The Government urges that the plaintiff was, by section 272, given another avenue of relief just as good as resort to the Tax Court. It points out that, in the plaintiff's situation, it could have sought an injunction in a United States District Court. The plaintiff says that that would not have been an equivalent remedy because, to obtain an injunction, it would have had to give a bond to assure the Government against loss from the delay in collecting the tax. There is some merit in this contention. This court's decision in Lehigh Portland Cement Co. v. United States, 30 F. Supp. 217, 90 Ct.Cl. 36, tends to support the Government's position on the injunction question.

The Government relies on the asserted principle that in a suit for the refund of taxes the ultimate question is whether the plaintiff overpaid its taxes. It quotes from Lewis v. Reynolds, 284 U.S. 281, 283, 52 S.Ct. 145, 146, 76 L.Ed. 293, as follows:

"An overpayment must appear before refund is authorized. Although the statute of limitations may have barred the assessment and collection of any additional sum, it does not obliterate the right of the United States to retain payments already received when they do not exceed the amount which might have been properly assessed and demanded."
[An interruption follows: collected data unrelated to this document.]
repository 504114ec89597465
mod common;
mod routing;
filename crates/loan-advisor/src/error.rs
use crate::config::ConfigError;
use crate::telemetry::TelemetryError;
use crate::workflows::loan::{LoanServiceError, RepositoryError, ScoringError};
use axum::http::StatusCode;
use axum::response::{IntoResponse, Response};
use axum::Json;
use serde_json::json;
use std::fmt;

#[derive(Debug)]
pub enum AppError {
    Config(ConfigError),
    Telemetry(TelemetryError),
    Io(std::io::Error),
    Server(axum::Error),
    Scoring(ScoringError),
    Persistence(RepositoryError),
    Export(csv::Error),
}

impl fmt::Display for AppError {
    fn fmt(&self, f: &mut fmt::Formatter<'_>) -> fmt::Result {
        match self {
            AppError::Config(err) => write!(f, "configuration error: {}", err),
            AppError::Telemetry(err) => write!(f, "telemetry error: {}", err),
            AppError::Io(err) => write!(f, "io error: {}", err),
            AppError::Server(err) => write!(f, "server error: {}", err),
            AppError::Scoring(err) => write!(f, "scoring error: {}", err),
            AppError::Persistence(err) => write!(f, "persistence error: {}", err),
            AppError::Export(err) => write!(f, "export error: {}", err),
        }
    }
}

impl std::error::Error for AppError {
    fn source(&self) -> Option<&(dyn std::error::Error + 'static)> {
        match self {
            AppError::Config(err) => Some(err),
            AppError::Telemetry(err) => Some(err),
            AppError::Io(err) => Some(err),
            AppError::Server(err) => Some(err),
            AppError::Scoring(err) => Some(err),
            AppError::Persistence(err) => Some(err),
            AppError::Export(err) => Some(err),
        }
    }
}

impl IntoResponse for AppError {
    fn into_response(self) -> Response {
        let status = match self {
            AppError::Scoring(_) => StatusCode::BAD_REQUEST,
            AppError::Persistence(RepositoryError::NotFound(_)) => StatusCode::NOT_FOUND,
            AppError::Config(_)
            | AppError::Telemetry(_)
            | AppError::Io(_)
            | AppError::Server(_)
            | AppError::Persistence(_)
            | AppError::Export(_) => StatusCode::INTERNAL_SERVER_ERROR,
        };

        let body = Json(json!({ "error": self.to_string() }));
        (status, body).into_response()
    }
}

impl From<ConfigError> for AppError {
    fn from(value: ConfigError) -> Self {
        Self::Config(value)
    }
}

impl From<TelemetryError> for AppError {
    fn from(value: TelemetryError) -> Self {
        Self::Telemetry(value)
    }
}

impl From<std::io::Error> for AppError {
    fn from(value: std::io::Error) -> Self {
        Self::Io(value)
    }
}

impl From<axum::Error> for AppError {
    fn from(value: axum::Error) -> Self {
        Self::Server(value)
    }
}

impl From<ScoringError> for AppError {
    fn from(value: ScoringError) -> Self {
        Self::Scoring(value)
    }
}

impl From<RepositoryError> for AppError {
    fn from(value: RepositoryError) -> Self {
        Self::Persistence(value)
    }
}

impl From<LoanServiceError> for AppError {
    fn from(value: LoanServiceError) -> Self {
        match value {
            LoanServiceError::Scoring(err) => Self::Scoring(err),
            LoanServiceError::Repository(err) => Self::Persistence(err),
        }
    }
}

impl From<csv::Error> for AppError {
    fn from(value: csv::Error) -> Self {
        Self::Export(value)
    }
}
In Stone v. White, 301 U.S. 532, 57 S.Ct. 851, 81 L.Ed. 1265, the Court said that a suit to recover taxes erroneously paid is the lineal successor of the indebitatus assumpsit count in a common law declaration; that statutes authorizing suits for the refund of taxes are predicated upon the same equitable principles that underlie that common law action; and that it is open to the defendant to show any state of facts which, according to equitable standards, would deny the right of recovery. In Thomaston Cotton Mills v. Rose, 5 Cir., 1933, 62 F.2d 982, the court applied this doctrine in a case where the Commissioner made the assessment immediately without waiting for the expiration of the period for petitioning the Board of Tax Appeals.
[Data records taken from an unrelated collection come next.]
use crate::cli::SourceArgs;
use crate::infra::{build_scorer, build_service};
use clap::Args;
use loan_advisor::error::AppError;
use loan_advisor::workflows::loan::analytics::{
    AnalysisOutcome, BasicStats, CategoricalField, NumericField, NumericSplit, SectionResult,
};
use loan_advisor::workflows::loan::{write_requests_csv, RawApplication};
use std::fs::File;
use std::io::BufWriter;
use std::path::PathBuf;

#[derive(Args, Debug)]
pub(crate) struct PredictArgs {
    #[arg(long)]
    pub(crate) gender: String,
    #[arg(long)]
    pub(crate) married: String,
    /// 0, 1, 2 or 3+
    #[arg(long)]
    pub(crate) dependents: String,
    #[arg(long)]
    pub(crate) education: String,
    #[arg(long)]
    pub(crate) self_employed: String,
    #[arg(long)]
    pub(crate) applicant_income: String,
    #[arg(long)]
    pub(crate) coapplicant_income: String,
    /// Requested amount in thousands
    #[arg(long)]
    pub(crate) loan_amount: String,
    /// Term in months
    #[arg(long)]
    pub(crate) loan_term: String,
    #[arg(long)]
    pub(crate) credit_history: String,
    #[arg(long)]
    pub(crate) property_area: String,
    #[command(flatten)]
    pub(crate) source: SourceArgs,
}

impl PredictArgs {
    fn application(&self) -> RawApplication {
        RawApplication::new()
            .with("gender", self.gender.as_str())
            .with("married", self.married.as_str())
            .with("dependents", self.dependents.as_str())
            .with("education", self.education.as_str())
            .with("self_employed", self.self_employed.as_str())
            .with("applicant_income", self.applicant_income.as_str())
            .with("coapplicant_income", self.coapplicant_income.as_str())
            .with("loan_amount", self.loan_amount.as_str())
            .with("loan_term", self.loan_term.as_str())
            .with("credit_history", self.credit_history.as_str())
            .with("property_area", self.property_area.as_str())
    }
}

#[derive(Args, Debug)]
pub(crate) struct ExportArgs {
    /// Destination CSV file
    #[arg(long)]
    pub(crate) output: PathBuf,
    #[command(flatten)]
    pub(crate) source: SourceArgs,
}

pub(crate) fn run_predict(mut args: PredictArgs) -> Result<(), AppError> {
    let config = args.source.load_config()?;
    let scorer = build_scorer(&config);
    let outcome = scorer.predict(&args.application())?;

    println!("Prediction: {}", outcome.label);
    println!("Confidence: {}", outcome.source.confidence());
    Ok(())
}

pub(crate) fn run_eda(mut args: SourceArgs) -> Result<(), AppError> {
    let config = args.load_config()?;
    let service = build_service(&config)?;
    println!("{}", render_analysis(&service.exploratory_report()));
    Ok(())
}

pub(crate) fn run_export(mut args: ExportArgs) -> Result<(), AppError> {
    let config = args.source.load_config()?;
    let service = build_service(&config)?;
    let records = service.requests()?;

    let file = File::create(&args.output)?;
    write_requests_csv(&records, BufWriter::new(file))?;
    println!(
        "Exported {} requests to {}",
        records.len(),
        args.output.display()
    );
    Ok(())
}

pub(crate) fn run_fix_dates(mut args: SourceArgs) -> Result<(), AppError> {
    let config = args.load_config()?;
    let service = build_service(&config)?;
    let repair = service.repair_timestamps()?;
    println!("{}", repair.message);
    Ok(())
}

pub(crate) fn render_analysis(outcome: &AnalysisOutcome) -> String {
    let report = match outcome {
        AnalysisOutcome::Report(report) => report,
        AnalysisOutcome::Unavailable { error } => return format!("Analysis unavailable: {error}"),
    };

    let mut lines = vec![format!(
        "Loan request analysis ({} requests)",
        report.total_requests
    )];

    lines.push(String::new());
    lines.push("Approval distribution".to_string());
    let distribution = &report.approval_distribution;
    let rows = distribution
        .labels
        .iter()
        .zip(distribution.values)
        .zip(distribution.percentages);
    for ((label, count), share) in rows {
        lines.push(format!("  {label:<10}{count:>5}  ({share:.1}%)"));
    }

    for field in NumericField::ALL {
        lines.push(String::new());
        lines.push(numeric_title(field).to_string());
        match report.numeric(field) {
            SectionResult::Computed(split) => lines.extend(numeric_rows(split)),
            SectionResult::Failed { error } => lines.push(format!("  error: {error}")),
        }
    }

    for field in CategoricalField::ALL {
        lines.push(String::new());
        lines.push(categorical_title(field).to_string());
        for (value, stat) in report.categorical(field) {
            lines.push(format!(
                "  {:<14}count {:>4}  approval {:>5.1}%",
                value, stat.count, stat.approval_rate
            ));
        }
    }

    lines.join("\n")
}

fn numeric_title(field: NumericField) -> &'static str {
    match field {
        NumericField::ApplicantIncome => "Applicant income",
        NumericField::LoanAmount => "Loan amount",
        NumericField::CreditHistory => "Credit history",
    }
}

fn categorical_title(field: CategoricalField) -> &'static str {
    match field {
        CategoricalField::Gender => "Gender",
        CategoricalField::Married => "Marital status",
        CategoricalField::Education => "Education",
        CategoricalField::PropertyArea => "Property area",
        CategoricalField::SelfEmployed => "Self employed",
    }
}

fn numeric_rows(split: &NumericSplit) -> Vec<String> {
    [
        ("all", split.all),
        ("approved", split.approved),
        ("rejected", split.rejected),
    ]
    .into_iter()
    .map(|(label, stats)| match stats {
        Some(BasicStats {
            count,
            mean,
            std,
            min,
            max,
        }) => format!(
            "  {label:<10}count {count:>4}  mean {mean:>10.2}  std {std:>10.2}  min {min:>10.2}  max {max:>10.2}"
        ),
        None => format!("  {label:<10}no values"),
    })
    .collect()
}

#[cfg(test)]
mod tests {
    use super::*;
    use chrono::{TimeZone, Utc};
    use loan_advisor::workflows::loan::{analyze, sample_requests, RequestId};

    #[test]
    fn renders_every_section_for_seed_data() {
        let requested_at = Utc.with_ymd_and_hms(2025, 1, 1, 0, 0, 0).unwrap();
        let records: Vec<_> = sample_requests(requested_at)
            .into_iter()
            .enumerate()
            .map(|(index, request)| request.into_record(RequestId(index as i64 + 1)))
            .collect();

        let text = render_analysis(&analyze(&records));

        assert!(text.starts_with("Loan request analysis (5 requests)"));
        assert!(text.contains("(60.0%)"));
        assert!(text.contains("std    2059.13"));
        assert!(text.contains("Property area"));
        assert!(text.contains("  Urban         count    2  approval 100.0%"));
    }

    #[test]
    fn renders_error_payload_for_empty_store() {
        let text = render_analysis(&analyze(&[]));
        assert!(text.starts_with("Analysis unavailable:"));
    }
}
The universal application of a principle that one cannot have a refund of taxes unless he has overpaid his taxes would contradict section 3770(a)(2), quoted above. That section expressly says that any tax assessed or paid after the expiration of the period of limitation applicable thereto shall be refunded. We must therefore determine whether the statute of limitations had run against the assessment of this tax, at the time it was paid. The Commissioner's action in assessing the tax on the computation shown by the plaintiff's return was understandable, since the plaintiff's filing was, at best, an ambiguous one. Why, in the face of repeated protests, the Commissioner persisted in refusing to take the plaintiff at its word and issue a 90-day letter, we don't know. But we think the Commissioner's purported assessment, and the immediate notice of it to the plaintiff, stopped the running of the statute of limitations.
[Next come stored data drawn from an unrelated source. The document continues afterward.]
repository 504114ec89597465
use std::io;

use super::domain::ApplicationRecord;

pub const EXPORT_COLUMNS: [&str; 14] = [
    "id",
    "gender",
    "married",
    "dependents",
    "education",
    "self_employed",
    "applicant_income",
    "coapplicant_income",
    "loan_amount",
    "loan_term",
    "credit_history",
    "property_area",
    "prediction",
    "request_date",
];

/// Writes one CSV row per stored request. The header is always written, so
/// an empty store still produces a well-formed file. Missing values are empty
/// cells and timestamps are RFC 3339.
pub fn write_requests_csv<W: io::Write>(
    records: &[ApplicationRecord],
    writer: W,
) -> Result<(), csv::Error> {
    let mut writer = csv::WriterBuilder::new()
        .has_headers(false)
        .from_writer(writer);
    writer.write_record(EXPORT_COLUMNS)?;
    for record in records {
        writer.serialize(record)?;
    }
    writer.flush()?;
    Ok(())
}
use loan_advisor::config::AppConfig;
use loan_advisor::error::AppError;
use loan_advisor::workflows::loan::{
    ArtifactState, LoanRequestService, LoanScorer, SqliteRequestStore,
};
use metrics_exporter_prometheus::PrometheusHandle;
use std::sync::atomic::AtomicBool;
use std::sync::Arc;

#[derive(Clone)]
pub(crate) struct AppState {
    pub(crate) readiness: Arc<AtomicBool>,
    pub(crate) metrics: Arc<PrometheusHandle>,
}

pub(crate) type LoanService = LoanRequestService<SqliteRequestStore>;

/// Attempts the model load once; an unusable artifact leaves the scorer in
/// rule-fallback mode.
pub(crate) fn build_scorer(config: &AppConfig) -> Arc<LoanScorer> {
    Arc::new(LoanScorer::new(ArtifactState::load(
        &config.model.artifact_path,
    )))
}

pub(crate) fn build_service(config: &AppConfig) -> Result<Arc<LoanService>, AppError> {
    let store = SqliteRequestStore::open(&config.storage.database_path)?;
    Ok(Arc::new(LoanRequestService::new(
        build_scorer(config),
        Arc::new(store),
    )))
}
The purported assessment was, we think, not a complete nullity. In the case of Lehigh Portland Cement Co. v. United States, supra, 30 F. Supp. 217, 90 Ct.Cl. at page 60 ff., this court considered the problem of the consequences of a premature assessment which, as in the instant case, did not bring about any overpayment of taxes. The court decided that a premature assessment is not void; that Congress, by expressly providing that the taxpayer may obtain an injunction against the collection of the tax until an unexceptionable assessment has been made, has safeguarded the taxpayer from any possible harmful consequences of the premature assessment. The court analyzed and discussed the cases of Ventura Consolidated Oil Fields v. Rogan, 9 Cir., 1936, 86 F.2d 149; United States v. Yellow Cab Co., 7 Cir., 1937, 90 F.2d 699; and United States v. Barber, D.C., 24 F. Supp. 229, and declined to follow those cases in their conclusions that a premature assessment is void and enables a taxpayer to recover taxes which he in fact owed the Government.

We recognize that in the Lehigh Portland Cement Company cash there was no equity at all in the taxpayer's favor. The reasoning of the court in that case is nevertheless applicable to the instant one, and we adhere to that reasoning. We conclude, therefore, that the purported assessment made by the Commissioner of Internal Revenue in March 1946, assuming that it was not a wholly valid assessment, was not void, and was, in the circumstances, sufficient to stop the running of the statute of limitations which limits the time within which taxes may be assessed. It follows that the taxes here in question were not refundable under the provisions of section 3770(a)(2). We conclude that the taxes were paid before the expiration of the statute of limitations, and they cannot be recovered, unless they were, on the merits, not owed by the taxpayer.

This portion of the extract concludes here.